A girl coasts down a hill on a sled, reaching

level ground at the bottom with a speed of
7.0 m/s. The coefficient of kinetic friction
between the sled’s runners and the hard, icy
snow is 0.054, and the girl and sled together
weigh 749 N.
The acceleration of gravity is 9.81 m/s
2
.
How far does the sled travel on the level
ground before coming to a rest?

To find the distance that the sled travels on the level ground before coming to a rest, we need to calculate the deceleration caused by the kinetic friction between the sled's runners and the snow.

First, let's calculate the force of kinetic friction using the formula:
Frictional force = coefficient of kinetic friction * normal force

The normal force is equal to the weight of the girl and sled, which is given as 749 N.
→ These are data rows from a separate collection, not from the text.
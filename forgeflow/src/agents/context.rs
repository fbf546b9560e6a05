//! Per-invocation agent context and output.

use crate::cancellation::CancellationToken;
use crate::core::{Artifact, ArtifactKind, ProjectRequest, StageKind, ToolCallRecord};
use crate::tools::ToolGateway;
use parking_lot::Mutex;
use std::fmt::Write as _;
use std::sync::Arc;
use uuid::Uuid;

/// Everything an agent sees for one invocation.
///
/// Built fresh by the stage controller from the store and the workflow
/// state; agents keep no conversation state between invocations.
#[derive(Debug, Clone)]
pub struct AgentContext {
    /// The run this invocation belongs to.
    pub run_id: Uuid,
    /// The stage (and therefore role) being served.
    pub stage: StageKind,
    /// 1-based attempt number of the stage.
    pub iteration: u32,
    /// The originating request.
    pub request: Arc<ProjectRequest>,
    /// Latest artifacts this stage consumes, in canonical kind order.
    pub inputs: Vec<Arc<Artifact>>,
    /// Failures carried over from earlier attempts.
    pub diagnostics: Vec<String>,
    /// Session-scoped tool access, if tools are configured.
    pub tools: Option<ToolGateway>,
    /// The session cancellation signal.
    pub cancel: Arc<CancellationToken>,
    /// Tool calls made so far in this invocation; outlives a failed invoke.
    tool_log: Arc<Mutex<Vec<ToolCallRecord>>>,
}

impl AgentContext {
    /// Creates a context with no inputs, diagnostics or tools.
    #[must_use]
    pub fn new(
        run_id: Uuid,
        stage: StageKind,
        iteration: u32,
        request: Arc<ProjectRequest>,
        cancel: Arc<CancellationToken>,
    ) -> Self {
        Self {
            run_id,
            stage,
            iteration,
            request,
            inputs: Vec::new(),
            diagnostics: Vec::new(),
            tools: None,
            cancel,
            tool_log: Arc::default(),
        }
    }

    /// Sets the input artifacts.
    #[must_use]
    pub fn with_inputs(mut self, inputs: Vec<Arc<Artifact>>) -> Self {
        self.inputs = inputs;
        self
    }

    /// Sets the carried-over diagnostics.
    #[must_use]
    pub fn with_diagnostics(mut self, diagnostics: Vec<String>) -> Self {
        self.diagnostics = diagnostics;
        self
    }

    /// Attaches a tool gateway.
    #[must_use]
    pub fn with_tools(mut self, tools: ToolGateway) -> Self {
        self.tools = Some(tools);
        self
    }

    /// The input artifact of `kind`, if provided.
    #[must_use]
    pub fn input(&self, kind: ArtifactKind) -> Option<&Arc<Artifact>> {
        self.inputs.iter().find(|a| a.kind == kind)
    }

    /// Logs a tool call against this invocation.
    pub fn record_tool_call(&self, record: ToolCallRecord) {
        self.tool_log.lock().push(record);
    }

    /// Tool calls logged so far.
    #[must_use]
    pub fn tool_calls(&self) -> Vec<ToolCallRecord> {
        self.tool_log.lock().clone()
    }

    /// Drains the logged tool calls.
    pub fn take_tool_calls(&self) -> Vec<ToolCallRecord> {
        std::mem::take(&mut *self.tool_log.lock())
    }

    /// Returns true if the session was cancelled.
    #[must_use]
    pub fn is_cancelled(&self) -> bool {
        self.cancel.is_cancelled()
    }

    /// Renders the user message for a text completion.
    #[must_use]
    pub fn render_prompt(&self) -> String {
        let mut prompt = String::new();
        let _ = writeln!(prompt, "# Project request\n\n{}", self.request.description());

        let hints = &self.request.options().language_hints;
        if !hints.is_empty() {
            let _ = writeln!(prompt, "\nTarget languages and frameworks: {}", hints.join(", "));
        }

        for artifact in &self.inputs {
            let _ = writeln!(
                prompt,
                "\n# {} (iteration {})\n\n{}",
                artifact.kind,
                artifact.iteration,
                artifact.payload.render()
            );
        }

        if !self.diagnostics.is_empty() {
            let _ = writeln!(prompt, "\n# Problems to fix from the previous attempt\n");
            for diagnostic in &self.diagnostics {
                let _ = writeln!(prompt, "- {diagnostic}");
            }
        }

        let _ = write!(
            prompt,
            "\nProduce the {} output for attempt {}.",
            self.stage, self.iteration
        );
        prompt
    }
}

/// What an agent returns for one invocation.
#[derive(Debug, Clone, Default, PartialEq, Eq)]
pub struct AgentOutput {
    /// The final text answer.
    pub text: String,
    /// Tool calls made while producing it.
    pub tool_calls: Vec<ToolCallRecord>,
}

impl AgentOutput {
    /// Creates an output with no tool calls.
    #[must_use]
    pub fn new(text: impl Into<String>) -> Self {
        Self {
            text: text.into(),
            tool_calls: Vec::new(),
        }
    }

    /// Sets the tool call records.
    #[must_use]
    pub fn with_tool_calls(mut self, calls: Vec<ToolCallRecord>) -> Self {
        self.tool_calls = calls;
        self
    }
}

#[cfg(test)]
mod tests {
    use super::*;
    use crate::core::{Payload, RequestOptions};
    use crate::store::ArtifactStore;

    fn context() -> AgentContext {
        let request = ProjectRequest::with_options(
            "A todo API",
            RequestOptions::new()
                .with_language_hint("Python")
                .with_language_hint("FastAPI"),
        )
        .unwrap();
        AgentContext::new(
            Uuid::new_v4(),
            StageKind::Architecture,
            2,
            Arc::new(request),
            Arc::new(CancellationToken::new()),
        )
    }

    #[test]
    fn test_render_prompt_sections() {
        let store = ArtifactStore::new();
        let reference = store.put(
            StageKind::Requirements,
            ArtifactKind::RequirementsSpec,
            Payload::text("- CRUD for todos"),
        );
        let spec = store.get(&reference).unwrap();

        let ctx = context()
            .with_inputs(vec![spec])
            .with_diagnostics(vec!["no modules listed".into()]);
        let prompt = ctx.render_prompt();

        assert!(prompt.contains("A todo API"));
        assert!(prompt.contains("Python, FastAPI"));
        assert!(prompt.contains("- CRUD for todos"));
        assert!(prompt.contains("- no modules listed"));
        assert!(prompt.ends_with("Produce the architecture output for attempt 2."));
        assert!(ctx.input(ArtifactKind::RequirementsSpec).is_some());
        assert!(ctx.input(ArtifactKind::SourceFiles).is_none());
    }

    #[test]
    fn test_tool_log_shared_by_clones() {
        let ctx = context();
        let handle = ctx.clone();
        handle.record_tool_call(ToolCallRecord {
            stage: StageKind::Architecture,
            tool: "web_search".into(),
            call_id: None,
            ok: true,
            error: None,
            duration_ms: 3,
            truncated: false,
        });

        assert_eq!(ctx.tool_calls().len(), 1);
        assert_eq!(ctx.take_tool_calls()[0].tool, "web_search");
        assert!(handle.tool_calls().is_empty());
    }

    #[test]
    fn test_cancellation_visible() {
        let ctx = context();
        assert!(!ctx.is_cancelled());
        ctx.cancel.cancel("stop");
        assert!(ctx.is_cancelled());
    }
}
Frictional force = 0.054 * 749 N
Frictional force = 40.446 N

Next, let's calculate the deceleration caused by the kinetic friction using Newton's second law:
Frictional force = mass * acceleration

The mass of the girl and sled can be found using the weight and acceleration due to gravity:
Weight = mass * acceleration due to gravity

749 N = mass * 9.81 m/s^2

Solving for mass:
mass = 749 N / 9.81 m/s^2
mass ≈ 76.38 kg

Now we can substitute the values into the equation:
40.446 N = 76.38 kg * acceleration

Solving for acceleration:
acceleration = 40.446 N / 76.38 kg
acceleration ≈ 0.529 m/s^2

Finally, we can use the kinematic equation to find the distance traveled by the sled:
v^2 = u^2 + 2as

Where:
v = final velocity (0 m/s, as the sled comes to rest)
u = initial velocity (7.0 m/s)
a = acceleration (-0.529 m/s^2)
s = distance traveled (to be calculated)

Rearranging the equation:
s = (v^2 - u^2) / (2a)

Plug in the values:
s = (0^2 - 7.0^2) / (2 * (-0.529))
s ≈ 49.82 m

Therefore, the sled travels approximately 49.82 meters on the level ground before coming to a rest.